Brunson noted troubling comments he has heard from young people who want to be pastors. One man who is preparing to attend seminary told Brunson he wanted to be a pastor “because I want to be in charge.”
When others say they want to pastor a mega-church, Brunson said he tells them “go out there and mega-work then if that’s what you want to do.
“This isn’t a profession, this isn’t a career, this is a calling. God has called us to touch a hurting world for the cause of Jesus Christ,” Brunson said.
“You’ve got to get over this concept of position if you’re going to touch people for the cause of Christ,” he said.
On cultural barriers, Brunson noted the unprecedented mix of cultures in America and asked, “Are we willing to go into these people’s culture and reach them where they are, not drag our culture into it, but take Jesus in there?”
Though he focused on the healing of Jairus’ daughter, Brunson also mentioned the other stories in Mark 5 in which Jesus touched people’s lives.
“He desires us to join him in touching a hurting humanity for the cause of the kingdom,” Brunson said.
Mark 5 gives several examples of Jesus going against Jewish tradition, Brunson said, including going to a cemetery, touching the unclean and talking to a woman in public.
“If you’re going to touch a hurting world for Jesus Christ, some traditions are going to have to go,” Brunson said.
He also challenged Christians to reach a new social group emerging, “the electronic underclass and the informationally disenfranchised” — defined as those who do not have access to information.
Mark 5 is also a series of interruptions that Jesus dealt with, Brunson said.
He recounted an experience on an airplane when he wanted to read a book, but a woman next to him wanted to talk. At the end of the flight, he remembered, she pulled out a card and identified herself as vice president of a large pharmaceutical company and said that medicine for mission trips was a telephone call away.

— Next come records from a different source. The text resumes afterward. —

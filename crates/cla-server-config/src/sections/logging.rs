// Copyright (c) 2025 Geoffrey Huntley <ghuntley@ghuntley.com>. All rights reserved.
// SPDX-License-Identifier: Proprietary

//! Logging configuration section.

use serde::{Deserialize, Serialize};

fn default_level() -> String {
	"info,sqlx=warn,reqwest=info".to_string()
}

#[derive(Debug, Clone, Copy, Default, Serialize, Deserialize, PartialEq, Eq)]
#[serde(rename_all = "lowercase")]
pub enum LogFormat {
	#[default]
	Text,
	Json,
}

impl LogFormat {
	pub fn parse(value: &str) -> Option<Self> {
		match value.to_ascii_lowercase().as_str() {
			"text" | "pretty" => Some(LogFormat::Text),
			"json" => Some(LogFormat::Json),
			_ => None,
		}
	}
}

#[derive(Debug, Clone, Default, Serialize, Deserialize, PartialEq)]
pub struct LoggingConfigLayer {
	pub level: Option<String>,
	pub format: Option<LogFormat>,
}

impl LoggingConfigLayer {
	pub fn merge(&mut self, other: Self) {
		if other.level.is_some() {
			self.level = other.level;
		}
		if other.format.is_some() {
			self.format = other.format;
		}
	}

	pub fn finalize(self) -> LoggingConfig {
		LoggingConfig {
			level: self.level.unwrap_or_else(default_level),
			format: self.format.unwrap_or_default(),
		}
	}
}

#[derive(Debug, Clone, Serialize, Deserialize, PartialEq)]
pub struct LoggingConfig {
	/// `EnvFilter` directive; `RUST_LOG` overrides it at startup.
	pub level: String,
	pub format: LogFormat,
}

impl Default for LoggingConfig {
	fn default() -> Self {
		LoggingConfigLayer::default().finalize()
	}
}

#[cfg(test)]
mod tests {
	use super::*;

	#[test]
	fn default_values() {
		let config = LoggingConfig::default();
		assert_eq!(config.level, "info,sqlx=warn,reqwest=info");
		assert_eq!(config.format, LogFormat::Text);
	}

	#[test]
	fn merge_overwrites_only_set_fields() {
		let mut base = LoggingConfigLayer {
			level: Some("info".to_string()),
			format: Some(LogFormat::Json),
		};
		base.merge(LoggingConfigLayer {
			level: Some("debug".to_string()),
			format: None,
		});
		assert_eq!(base.level.as_deref(), Some("debug"));
		assert_eq!(base.format, Some(LogFormat::Json));
	}

	#[test]
	fn parses_format_from_toml() {
		let layer: LoggingConfigLayer = toml::from_str("format = \"json\"").unwrap();
		assert_eq!(layer.format, Some(LogFormat::Json));
		assert!(layer.level.is_none());
	}

	#[test]
	fn parse_accepts_known_names() {
		assert_eq!(LogFormat::parse("JSON"), Some(LogFormat::Json));
		assert_eq!(LogFormat::parse("pretty"), Some(LogFormat::Text));
		assert_eq!(LogFormat::parse("xml"), None);
	}
}
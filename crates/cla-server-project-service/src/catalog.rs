// Copyright (c) 2025 Geoffrey Huntley <ghuntley@ghuntley.com>. All rights reserved.
// SPDX-License-Identifier: Proprietary

use async_trait::async_trait;
use cla_common_core::RequestContext;

use crate::client::ProjectServiceClient;
use crate::error::ProjectServiceError;
use crate::types::Project;

/// Catalog reads the repository linker depends on.
#[async_trait]
pub trait ProjectCatalog: Send + Sync {
	async fn get_project(
		&self,
		ctx: &RequestContext,
		sfid: &str,
	) -> Result<Project, ProjectServiceError>;
}

#[async_trait]
impl ProjectCatalog for ProjectServiceClient {
	async fn get_project(
		&self,
		ctx: &RequestContext,
		sfid: &str,
	) -> Result<Project, ProjectServiceError> {
		ctx.run(ProjectServiceClient::get_project(self, sfid)).await?
	}
}

#[cfg(test)]
mod tests {
	use super::*;
	use crate::client::tests::{project_body, test_client};
	use serde_json::json;
	use std::sync::Arc;
	use std::time::Duration;
	use wiremock::matchers::{method, path};
	use wiremock::{Mock, MockServer, ResponseTemplate};

	#[tokio::test]
	async fn catalog_seam_reads_through_client() {
		let server = MockServer::start().await;
		Mock::given(method("GET"))
			.and(path("/projects/P1"))
			.respond_with(
				ResponseTemplate::new(200)
					.set_body_json(project_body("P1", "Kubernetes", None, json!([]))),
			)
			.mount(&server)
			.await;

		let catalog: Arc<dyn ProjectCatalog> = Arc::new(test_client(&server));
		let project = catalog.get_project(&RequestContext::new(), "P1").await.unwrap();
		assert_eq!(project.name, "Kubernetes");
	}

	#[tokio::test]
	async fn slow_catalog_hits_deadline() {
		let server = MockServer::start().await;
		Mock::given(method("GET"))
			.and(path("/projects/P1"))
			.respond_with(
				ResponseTemplate::new(200)
					.set_body_json(project_body("P1", "Kubernetes", None, json!([])))
					.set_delay(Duration::from_millis(500)),
			)
			.mount(&server)
			.await;

		let ctx = RequestContext::with_timeout(Duration::from_millis(50));
		let client = test_client(&server);
		let err = ProjectCatalog::get_project(&client, &ctx, "P1")
			.await
			.unwrap_err();
		assert!(matches!(err, ProjectServiceError::Timeout));
	}
}
// Copyright (c) 2025 Geoffrey Huntley <ghuntley@ghuntley.com>. All rights reserved.
// SPDX-License-Identifier: Proprietary

//! Builds the service graph from a resolved [`ServerConfig`].

use std::sync::Arc;
use std::time::Duration;

use anyhow::{bail, Context, Result};
use cla_server_config::{GitHubAppConfig, ProjectServiceAuth, ProjectServiceConfig, ServerConfig};
use cla_server_db::{
	create_pool, ensure_schema, GithubRepoRepository, OrganizationRepository,
	ProjectClaGroupRepository, TableNames,
};
use cla_server_github_app::{GithubAppClient, GithubAppConfig, LimiterSettings};
use cla_server_project_service::{
	ClientCredentialsTokenProvider, ProjectServiceClient, StaticTokenProvider, TokenProvider,
};
use cla_server_repositories::RepositoriesService;
use sqlx::SqlitePool;
use tracing::info;

pub struct Database {
	pub pool: SqlitePool,
	pub tables: TableNames,
}

pub async fn connect(config: &ServerConfig) -> Result<Database> {
	let pool = create_pool(&config.database.url)
		.await
		.with_context(|| format!("failed to open database {}", config.database.url))?;
	let tables = TableNames::for_stage(&config.database.stage);
	Ok(Database { pool, tables })
}

pub async fn migrate(db: &Database) -> Result<()> {
	ensure_schema(&db.pool, &db.tables)
		.await
		.context("failed to create tables")?;
	info!(table = %db.tables.repositories, "schema ready");
	Ok(())
}

pub fn github_client(config: &GitHubAppConfig) -> Result<GithubAppClient> {
	let mut app = GithubAppConfig::with_secret_key(config.app_id, config.private_key_pem.clone())
		.try_with_base_url(&config.base_url)?
		.with_app_slug(config.app_slug.clone());
	if let Some(limiter) = &config.limiter {
		app = app.with_limiter(LimiterSettings {
			rate_per_sec: limiter.rate_per_sec,
			burst: limiter.burst,
		});
	}
	Ok(GithubAppClient::new(app)?)
}

pub fn token_provider(config: &ProjectServiceConfig) -> Result<Arc<dyn TokenProvider>> {
	let provider: Arc<dyn TokenProvider> = match &config.auth {
		ProjectServiceAuth::Static { token } => Arc::new(StaticTokenProvider::new(token.clone())),
		ProjectServiceAuth::ClientCredentials {
			token_url,
			client_id,
			client_secret,
			audience,
		} => {
			let http =
				cla_common_http::new_client_with_timeout(Duration::from_secs(config.timeout_secs))
					.context("failed to create token HTTP client")?;
			Arc::new(ClientCredentialsTokenProvider::new(
				http,
				token_url.clone(),
				client_id.clone(),
				client_secret.clone(),
				audience.clone(),
			))
		}
	};
	Ok(provider)
}

pub fn project_client(config: &ProjectServiceConfig) -> Result<ProjectServiceClient> {
	Ok(ProjectServiceClient::new(
		&config.base_url,
		token_provider(config)?,
		config.cache_capacity,
		Duration::from_secs(config.timeout_secs),
	)?)
}

/// Wire the linker. Both outbound integrations must be configured.
pub fn repositories_service(config: &ServerConfig, db: &Database) -> Result<RepositoriesService> {
	let Some(github) = &config.github_app else {
		bail!("GitHub App is not configured (set CLA_SERVER_GITHUB_APP_ID)");
	};
	let Some(catalog) = &config.project_service else {
		bail!("project service is not configured (set CLA_SERVER_PROJECT_SERVICE_URL)");
	};

	let code_host = github_client(github)?;
	let catalog = project_client(catalog)?;

	Ok(RepositoriesService::new(
		Arc::new(catalog),
		Arc::new(OrganizationRepository::new(db.pool.clone(), &db.tables)),
		Arc::new(GithubRepoRepository::new(db.pool.clone(), &db.tables)),
		Arc::new(ProjectClaGroupRepository::new(db.pool.clone(), &db.tables)),
		Arc::new(code_host),
	)
	.with_non_blocking_limiter(github.limiter.is_some()))
}

#[cfg(test)]
mod tests {
	use super::*;
	use cla_common_config::SecretString;
	use cla_server_config::LimiterConfig;

	#[test]
	fn static_catalog_token_builds() {
		let config = ProjectServiceConfig {
			base_url: "https://api.example.org/project-service/v1".to_string(),
			auth: ProjectServiceAuth::Static {
				token: SecretString::new("t".to_string()),
			},
			cache_capacity: 8,
			timeout_secs: 5,
		};
		assert!(project_client(&config).is_ok());
	}

	#[tokio::test]
	async fn migrate_is_idempotent() {
		let dir = tempfile::tempdir().unwrap();
		let mut config = ServerConfig::default();
		config.database.url = format!("sqlite:{}", dir.path().join("cla.db").display());
		let db = connect(&config).await.unwrap();
		migrate(&db).await.unwrap();
		migrate(&db).await.unwrap();
	}

	#[test]
	fn bad_github_base_url_is_rejected() {
		let config = GitHubAppConfig {
			app_id: 1,
			private_key_pem: SecretString::new("pem".to_string()),
			app_slug: "easycla".to_string(),
			base_url: "not a url".to_string(),
			limiter: Some(LimiterConfig {
				rate_per_sec: 1.0,
				burst: 1,
			}),
		};
		assert!(github_client(&config).is_err());
	}

	#[tokio::test]
	async fn missing_integrations_fail_wiring() {
		let config = ServerConfig::default();
		let (pool, tables) = cla_server_db::testing::create_cla_test_pool().await;
		let db = Database { pool, tables };
		let err = repositories_service(&config, &db).err().unwrap();
		assert!(err.to_string().contains("GitHub App"));
	}
}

“God spoke to me and he said, ‘If you’ll just let me interrupt you once in awhile, I may be able to get something done through you,'” Brunson said. “Are you willing to be interrupted in order to touch hurting people for the cause of Jesus Christ?”
In the Mark 5 story, some people were encouraging Jairus to forget about Jesus because Jairus’ daughter was dead. Brunson said Christians must overcome this kind of “fickle faith.”
“In your studies, in your work, in your churches, wherever you are, in your struggle, if it’s dead and you just write Jesus out of it, you ought to just board it up and go home,” Brunson said. “But if you want to figure Jesus into it, I don’t care if it is dead, he majors in resurrection.”
Jesus is saying “stop listening to all these other voices, listen to me, faith it, believe,'” Brunson said.
Obedience to Christ is also necessary for Christians to minister effectively, Brunson said.
“We’re going to have to become obedient to the one who overcomes if we want to touch a hurting world for the cause of Jesus Christ,” Brunson said.
Obedience doesn’t mean working in one’s own power, Brunson said, but allowing God to work through us.
On a recent mission trip to the Ukraine, Brunson took his family, including Will, his 11-year-old son. His son’s interpreter told him that Will led a 90-year-old Ukrainian man to Christ.
After the man prayed to receive Christ, the interpreter said, he looked up and with tears streaming down his face said, “For 70 years I lived through communism, … I always knew there was a God, but I never knew who he was. … Now God has sent this little boy to tell me that his name is Jesus.”
“If God can take an 11-year-old preacher’s kid halfway around the world through a language barrier, cultural barrier, racial barrier to lead a 90-year-old man to Christ,” Brunson said, “I’m telling you he can use you to reach this world.”